▸ **What is being asked**:
Make an exact copy of every entry, from the first line to the last.

Collected data:

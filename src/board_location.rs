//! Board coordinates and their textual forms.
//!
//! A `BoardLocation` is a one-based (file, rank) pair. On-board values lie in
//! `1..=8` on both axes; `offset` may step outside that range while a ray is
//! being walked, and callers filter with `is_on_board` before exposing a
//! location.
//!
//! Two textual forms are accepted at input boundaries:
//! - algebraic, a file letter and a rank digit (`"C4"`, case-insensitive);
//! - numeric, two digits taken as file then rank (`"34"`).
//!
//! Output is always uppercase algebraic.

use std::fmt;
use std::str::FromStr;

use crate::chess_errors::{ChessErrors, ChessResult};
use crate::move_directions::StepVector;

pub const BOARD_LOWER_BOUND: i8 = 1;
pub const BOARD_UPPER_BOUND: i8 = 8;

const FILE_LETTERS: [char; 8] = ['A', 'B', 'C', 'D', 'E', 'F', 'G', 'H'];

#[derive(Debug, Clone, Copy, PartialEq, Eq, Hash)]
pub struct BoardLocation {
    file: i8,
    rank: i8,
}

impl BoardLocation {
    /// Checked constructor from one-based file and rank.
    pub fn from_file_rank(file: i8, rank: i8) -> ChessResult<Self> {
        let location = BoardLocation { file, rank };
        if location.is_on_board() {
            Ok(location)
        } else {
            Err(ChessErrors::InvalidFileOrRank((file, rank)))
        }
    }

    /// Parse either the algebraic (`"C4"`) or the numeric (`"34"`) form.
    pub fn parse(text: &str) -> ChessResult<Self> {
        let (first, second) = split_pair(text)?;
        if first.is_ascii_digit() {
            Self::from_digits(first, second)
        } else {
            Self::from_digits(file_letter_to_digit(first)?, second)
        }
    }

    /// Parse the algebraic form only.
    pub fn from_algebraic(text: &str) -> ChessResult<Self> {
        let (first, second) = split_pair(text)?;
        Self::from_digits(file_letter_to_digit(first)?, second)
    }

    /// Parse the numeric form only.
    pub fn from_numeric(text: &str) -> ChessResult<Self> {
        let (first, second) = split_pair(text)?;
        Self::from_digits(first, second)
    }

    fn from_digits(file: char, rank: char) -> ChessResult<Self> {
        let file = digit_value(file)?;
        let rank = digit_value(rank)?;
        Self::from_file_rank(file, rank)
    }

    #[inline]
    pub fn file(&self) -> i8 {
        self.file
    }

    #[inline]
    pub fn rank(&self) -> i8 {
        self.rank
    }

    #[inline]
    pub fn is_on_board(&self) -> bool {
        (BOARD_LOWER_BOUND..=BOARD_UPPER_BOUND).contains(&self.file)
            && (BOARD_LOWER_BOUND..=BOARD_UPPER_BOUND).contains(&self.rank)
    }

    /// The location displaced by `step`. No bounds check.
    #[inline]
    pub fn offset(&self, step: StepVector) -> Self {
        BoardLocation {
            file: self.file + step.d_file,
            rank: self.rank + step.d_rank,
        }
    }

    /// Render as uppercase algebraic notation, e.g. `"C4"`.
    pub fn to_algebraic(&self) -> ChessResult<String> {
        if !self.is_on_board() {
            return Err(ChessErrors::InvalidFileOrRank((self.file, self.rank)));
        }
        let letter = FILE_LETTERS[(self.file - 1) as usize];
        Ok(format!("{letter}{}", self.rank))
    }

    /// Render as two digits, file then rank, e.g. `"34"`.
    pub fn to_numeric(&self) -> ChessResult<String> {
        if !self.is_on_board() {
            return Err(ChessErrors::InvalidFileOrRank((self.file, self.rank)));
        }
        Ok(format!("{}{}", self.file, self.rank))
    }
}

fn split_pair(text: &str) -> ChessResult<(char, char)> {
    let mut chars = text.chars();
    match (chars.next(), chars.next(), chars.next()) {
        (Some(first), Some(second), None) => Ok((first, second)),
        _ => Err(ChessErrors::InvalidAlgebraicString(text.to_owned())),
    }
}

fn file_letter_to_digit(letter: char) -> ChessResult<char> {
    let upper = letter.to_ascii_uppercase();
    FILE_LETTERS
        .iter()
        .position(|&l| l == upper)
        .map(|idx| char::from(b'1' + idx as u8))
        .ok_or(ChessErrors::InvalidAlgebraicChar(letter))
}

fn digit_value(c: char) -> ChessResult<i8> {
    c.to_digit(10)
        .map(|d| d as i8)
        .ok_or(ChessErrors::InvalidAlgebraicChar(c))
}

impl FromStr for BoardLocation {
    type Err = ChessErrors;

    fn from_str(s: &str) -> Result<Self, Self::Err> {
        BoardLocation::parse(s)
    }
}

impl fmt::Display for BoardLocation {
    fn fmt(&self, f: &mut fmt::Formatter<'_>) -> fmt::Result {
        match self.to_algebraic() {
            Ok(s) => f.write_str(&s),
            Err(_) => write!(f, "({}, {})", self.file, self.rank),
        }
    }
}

▸ **Worked solution**:
filename src/board_location.rs
//! Board coordinates and their textual forms.
//!
//! A `BoardLocation` is a one-based (file, rank) pair. On-board values lie in
//! `1..=8` on both axes; `offset` may step outside that range while a ray is
//! being walked, and callers filter with `is_on_board` before exposing a
//! location.
//!
//! Two textual forms are accepted at input boundaries:
//! - algebraic, a file letter and a rank digit (`"C4"`, case-insensitive);
//! - numeric, two digits taken as file then rank (`"34"`).
//!
//! Output is always uppercase algebraic.

use std::fmt;
use std::str::FromStr;

use crate::chess_errors::{ChessErrors, ChessResult};
use crate::move_directions::StepVector;

pub const BOARD_LOWER_BOUND: i8 = 1;
pub const BOARD_UPPER_BOUND: i8 = 8;

const FILE_LETTERS: [char; 8] = ['A', 'B', 'C', 'D', 'E', 'F', 'G', 'H'];

#[derive(Debug, Clone, Copy, PartialEq, Eq, Hash)]
pub struct BoardLocation {
    file: i8,
    rank: i8,
}

impl BoardLocation {
    /// Checked constructor from one-based file and rank.
    pub fn from_file_rank(file: i8, rank: i8) -> ChessResult<Self> {
        let location = BoardLocation { file, rank };
        if location.is_on_board() {
            Ok(location)
        } else {
            Err(ChessErrors::InvalidFileOrRank((file, rank)))
        }
    }

    /// Parse either the algebraic (`"C4"`) or the numeric (`"34"`) form.
    pub fn parse(text: &str) -> ChessResult<Self> {
        let (first, second) = split_pair(text)?;
        if first.is_ascii_digit() {
            Self::from_digits(first, second)
        } else {
            Self::from_digits(file_letter_to_digit(first)?, second)
        }
    }

    /// Parse the algebraic form only.
    pub fn from_algebraic(text: &str) -> ChessResult<Self> {
        let (first, second) = split_pair(text)?;
        Self::from_digits(file_letter_to_digit(first)?, second)
    }

    /// Parse the numeric form only.
    pub fn from_numeric(text: &str) -> ChessResult<Self> {
        let (first, second) = split_pair(text)?;
        Self::from_digits(first, second)
    }

    fn from_digits(file: char, rank: char) -> ChessResult<Self> {
        let file = digit_value(file)?;
        let rank = digit_value(rank)?;
        Self::from_file_rank(file, rank)
    }

    #[inline]
    pub fn file(&self) -> i8 {
        self.file
    }

    #[inline]
    pub fn rank(&self) -> i8 {
        self.rank
    }

    #[inline]
    pub fn is_on_board(&self) -> bool {
        (BOARD_LOWER_BOUND..=BOARD_UPPER_BOUND).contains(&self.file)
            && (BOARD_LOWER_BOUND..=BOARD_UPPER_BOUND).contains(&self.rank)
    }

    /// The location displaced by `step`. No bounds check.
    #[inline]
    pub fn offset(&self, step: StepVector) -> Self {
        BoardLocation {
            file: self.file + step.d_file,
            rank: self.rank + step.d_rank,
        }
    }

    /// Render as uppercase algebraic notation, e.g. `"C4"`.
    pub fn to_algebraic(&self) -> ChessResult<String> {
        if !self.is_on_board() {
            return Err(ChessErrors::InvalidFileOrRank((self.file, self.rank)));
        }
        let letter = FILE_LETTERS[(self.file - 1) as usize];
        Ok(format!("{letter}{}", self.rank))
    }

    /// Render as two digits, file then rank, e.g. `"34"`.
    pub fn to_numeric(&self) -> ChessResult<String> {
        if !self.is_on_board() {
            return Err(ChessErrors::InvalidFileOrRank((self.file, self.rank)));
        }
        Ok(format!("{}{}", self.file, self.rank))
    }
}

fn split_pair(text: &str) -> ChessResult<(char, char)> {
    let mut chars = text.chars();
    match (chars.next(), chars.next(), chars.next()) {
        (Some(first), Some(second), None) => Ok((first, second)),
        _ => Err(ChessErrors::InvalidAlgebraicString(text.to_owned())),
    }
}

fn file_letter_to_digit(letter: char) -> ChessResult<char> {
    let upper = letter.to_ascii_uppercase();
    FILE_LETTERS
        .iter()
        .position(|&l| l == upper)
        .map(|idx| char::from(b'1' + idx as u8))
        .ok_or(ChessErrors::InvalidAlgebraicChar(letter))
}

fn digit_value(c: char) -> ChessResult<i8> {
    c.to_digit(10)
        .map(|d| d as i8)
        .ok_or(ChessErrors::InvalidAlgebraicChar(c))
}

impl FromStr for BoardLocation {
    type Err = ChessErrors;

    fn from_str(s: &str) -> Result<Self, Self::Err> {
        BoardLocation::parse(s)
    }
}

impl fmt::Display for BoardLocation {
    fn fmt(&self, f: &mut fmt::Formatter<'_>) -> fmt::Result {
        match self.to_algebraic() {
            Ok(s) => f.write_str(&s),
            Err(_) => write!(f, "({}, {})", self.file, self.rank),
        }
    }
}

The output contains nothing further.